[Saved entries]
______________________________
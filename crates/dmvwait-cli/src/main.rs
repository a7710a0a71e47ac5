//! `dmvwait` — crawls the DMV office directory and samples posted wait
//! times, persisting both as flat files under the configured data
//! directory.

use clap::{Parser, Subcommand};
use tracing_subscriber::EnvFilter;

mod locations;
mod waits;

#[derive(Debug, Parser)]
#[command(name = "dmvwait")]
#[command(about = "DMV office directory crawler and wait-time sampler")]
struct Cli {
    #[command(subcommand)]
    command: Option<Commands>,
}

#[derive(Debug, Subcommand)]
enum Commands {
    /// Rebuild the office directory from the locations search.
    Locations {
        /// Print what would be crawled without fetching or writing.
        #[arg(long)]
        dry_run: bool,
    },
    /// Sample current wait times for every office in the directory.
    Waits {
        /// Print what would be sampled without fetching or writing.
        #[arg(long)]
        dry_run: bool,
    },
}

#[tokio::main]
async fn main() -> anyhow::Result<()> {
    let config = dmvwait_core::load_app_config()?;

    let filter = EnvFilter::try_from_default_env()
        .unwrap_or_else(|_| EnvFilter::new(config.log_level.clone()));
    tracing_subscriber::fmt().with_env_filter(filter).init();

    let cli = Cli::parse();
    match cli.command {
        Some(Commands::Locations { dry_run }) => locations::run(&config, dry_run).await,
        Some(Commands::Waits { dry_run }) => waits::run(&config, dry_run).await,
        None => {
            println!("no command given; try `dmvwait locations` or `dmvwait waits`");
            Ok(())
        }
    }
}
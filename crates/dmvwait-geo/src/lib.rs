//! County boundary reference and point-in-polygon enrichment.

mod counties;
mod enrich;

pub use counties::{parse_counties, CountyShape};
pub use enrich::{enrich_with_counties, EnrichedFacility};

use thiserror::Error;

#[derive(Debug, Error)]
pub enum GeoError {
    #[error("county reference is not valid GeoJSON: {0}")]
    Parse(#[from] geojson::Error),

    #[error("county reference is not a FeatureCollection")]
    NotAFeatureCollection,
}
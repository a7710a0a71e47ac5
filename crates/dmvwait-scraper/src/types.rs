//! Domain types for the directory crawl and wait-time sampling pipelines.

use serde::{Deserialize, Serialize};

/// One facility card as extracted from a search results page.
///
/// Every field is independently optional: a card missing any sub-element
/// still yields a record, with `None` (or the hours sentinel) standing in
/// for the absent field.
#[derive(Debug, Clone, Default, PartialEq)]
pub struct FacilityCard {
    pub name: Option<String>,
    /// Category label, with nested service callouts stripped out.
    pub location_type: Option<String>,
    /// Service tags nested inside the type label. Empty when none.
    pub services: Vec<String>,
    pub latitude: Option<f64>,
    pub longitude: Option<f64>,
    /// Per-facility detail page URL. The sole identity key downstream.
    pub detail_url: Option<String>,
    /// Composite `"street, city, STATE ZIP"` string, decomposed during
    /// normalization.
    pub address: Option<String>,
    /// Free-form schedule string; [`crate::parse::HOURS_UNAVAILABLE`] when
    /// the card carries no opening-hours metadata.
    pub hours: String,
}

/// One normalized directory row.
///
/// Field order here is the wire contract: the CSV and JSON directory files
/// carry exactly these columns in exactly this order, and the `url` column
/// is the facility set the wait sampler visits.
#[derive(Debug, Clone, PartialEq, Serialize, Deserialize)]
pub struct FacilityRow {
    pub place: Option<String>,
    pub latitude: Option<f64>,
    pub longitude: Option<f64>,
    pub url: String,
    /// Street portion of the decomposed address.
    pub address: Option<String>,
    pub hours: String,
    pub services: Vec<String>,
    pub city: Option<String>,
    pub state: Option<String>,
    pub zip: Option<String>,
}

/// One observation of a facility's posted wait times.
///
/// The pair (`captured`, `location`) is the archive's dedup key; `captured`
/// is constant across one sampling run.
#[derive(Debug, Clone, PartialEq, Serialize, Deserialize)]
pub struct WaitSample {
    /// Location slug taken from the detail URL path.
    pub location: String,
    /// Facility category taken from the detail URL path.
    #[serde(rename = "type")]
    pub office_type: String,
    /// Appointment wait in minutes; `None` when closed or unavailable.
    pub appt_wait: Option<f64>,
    /// Walk-in wait in minutes; `None` when closed or unavailable.
    pub no_appt_wait: Option<f64>,
    /// Run timestamp truncated to the hour, `YYYY-MM-DD HH:00:00` in the
    /// configured timezone.
    pub captured: String,
    /// Weekday of `captured`, 0 = Sunday.
    pub day: u8,
}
______________________________
Directions. Return, please, the lines of the data from the first through the line containing "let config = dmvwait_core::load_app_config()?;", both kept, exactly as they stand and nothing more.

Result below.
filename crates/dmvwait-cli/src/main.rs
repository a7710a0a71e47ac5
//! `dmvwait` — crawls the DMV office directory and samples posted wait
//! times, persisting both as flat files under the configured data
//! directory.

use clap::{Parser, Subcommand};
use tracing_subscriber::EnvFilter;

mod locations;
mod waits;

#[derive(Debug, Parser)]
#[command(name = "dmvwait")]
#[command(about = "DMV office directory crawler and wait-time sampler")]
struct Cli {
    #[command(subcommand)]
    command: Option<Commands>,
}

#[derive(Debug, Subcommand)]
enum Commands {
    /// Rebuild the office directory from the locations search.
    Locations {
        /// Print what would be crawled without fetching or writing.
        #[arg(long)]
        dry_run: bool,
    },
    /// Sample current wait times for every office in the directory.
    Waits {
        /// Print what would be sampled without fetching or writing.
        #[arg(long)]
        dry_run: bool,
    },
}

#[tokio::main]
async fn main() -> anyhow::Result<()> {
    let config = dmvwait_core::load_app_config()?;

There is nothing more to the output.